Say No to Palantir in the NHS

Scope of Opposition

  • Many argue people should refuse Palantir contracts globally, especially for healthcare and government, with some extending this to all large US tech firms tied to defense and immigration enforcement.
  • Others push back on “all or nothing” arguments, framing targeted opposition to Palantir as useful incrementalism rather than hypocrisy or “whataboutism.”

Palantir vs Other Tech Giants

  • One side: Palantir is qualitatively worse because it is built around defense, surveillance, ICE, and military targeting; its leaders explicitly embrace a pro‑US‑supremacy, techno‑militarist role.
  • Other side: most large tech firms now have defense/intelligence contracts; singling out Palantir while using products from others is seen as politically selective or inconsistent.

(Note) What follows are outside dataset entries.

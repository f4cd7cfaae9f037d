use std::path::PathBuf;

/// US Letter, portrait.
pub const PAGE_WIDTH_MM: f64 = 215.9;
pub const PAGE_HEIGHT_MM: f64 = 279.4;

/// Absolute placement in millimetres from the page's top-left corner. For
/// text blocks `h` is the line height.
#[derive(Debug, Clone, Copy, PartialEq)]
pub struct Rect {
    pub x: f64,
    pub y: f64,
    pub w: f64,
    pub h: f64,
}

impl Rect {
    pub const fn new(x: f64, y: f64, w: f64, h: f64) -> Self {
        Self { x, y, w, h }
    }
}

#[derive(Debug, Clone, PartialEq)]
pub enum Block {
    /// Single bold line.
    Heading { at: Rect, text: String },
    /// Regular text wrapped to `at.w`, one line every `at.h`.
    Text { at: Rect, text: String },
    /// Raster file scaled into `at`.
    Image { at: Rect, path: PathBuf },
}

impl Block {
    pub fn at(&self) -> Rect {
        match self {
            Block::Heading { at, .. } | Block::Text { at, .. } | Block::Image { at, .. } => *at,
        }
    }
}

#[derive(Debug, Clone, Default, PartialEq)]
pub struct Page {
    pub blocks: Vec<Block>,
}

#[derive(Debug, Clone, Default, PartialEq)]
pub struct ReportLayout {
    pub pages: Vec<Page>,
}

NHS Use Case, Capabilities, and Costs

  • Supporters note Foundry’s strengths in complex data integration, operational analytics, and privacy controls, and see it as addressing long‑standing NHS IT fragmentation and lack of technical leadership.
  • Critics highlight very high costs, heavy integration effort, vendor lock‑in, and the availability of open‑source or domestic alternatives; some say research institutions or public-sector teams should build these systems instead.

Privacy, Surveillance, and National Security

  • Strong concern that giving a US “spy‑tech” company access to patient‑level health data risks de facto access by US security services, especially in immigration and conflict contexts.
  • Defenders say Palantir typically deploys on the customer’s own infrastructure and does not routinely exfiltrate data; skeptics respond that US legal compulsion and political realities make such assurances unreliable.
  • Several frame healthcare data as part of national security; outsourcing to a foreign, security‑linked vendor is seen as inherently risky.

Ethical and Political Concerns

  • Many object to Palantir’s work on deportations, Gaza targeting, and “kill chain” applications; some argue better targeting tools can reduce civilian harm, others see that as industry propaganda that ultimately enables more war.
  • There is debate over whether the core problem is Palantir specifically, billionaire control of public infrastructure more broadly, or the absence of laws and consequences for harmful corporate behavior.

Alternatives and Structural Responses

  • Proposed responses include: building sovereign/open‑source platforms, limiting critical systems to trusted domestic vendors, stricter regulation of surveillance tech, and political action rather than mere consumer “boycotts.”
  • Some are skeptical the UK state has the capacity or will to build and maintain something Foundry‑like; others argue that is precisely what a serious, sovereign government should do.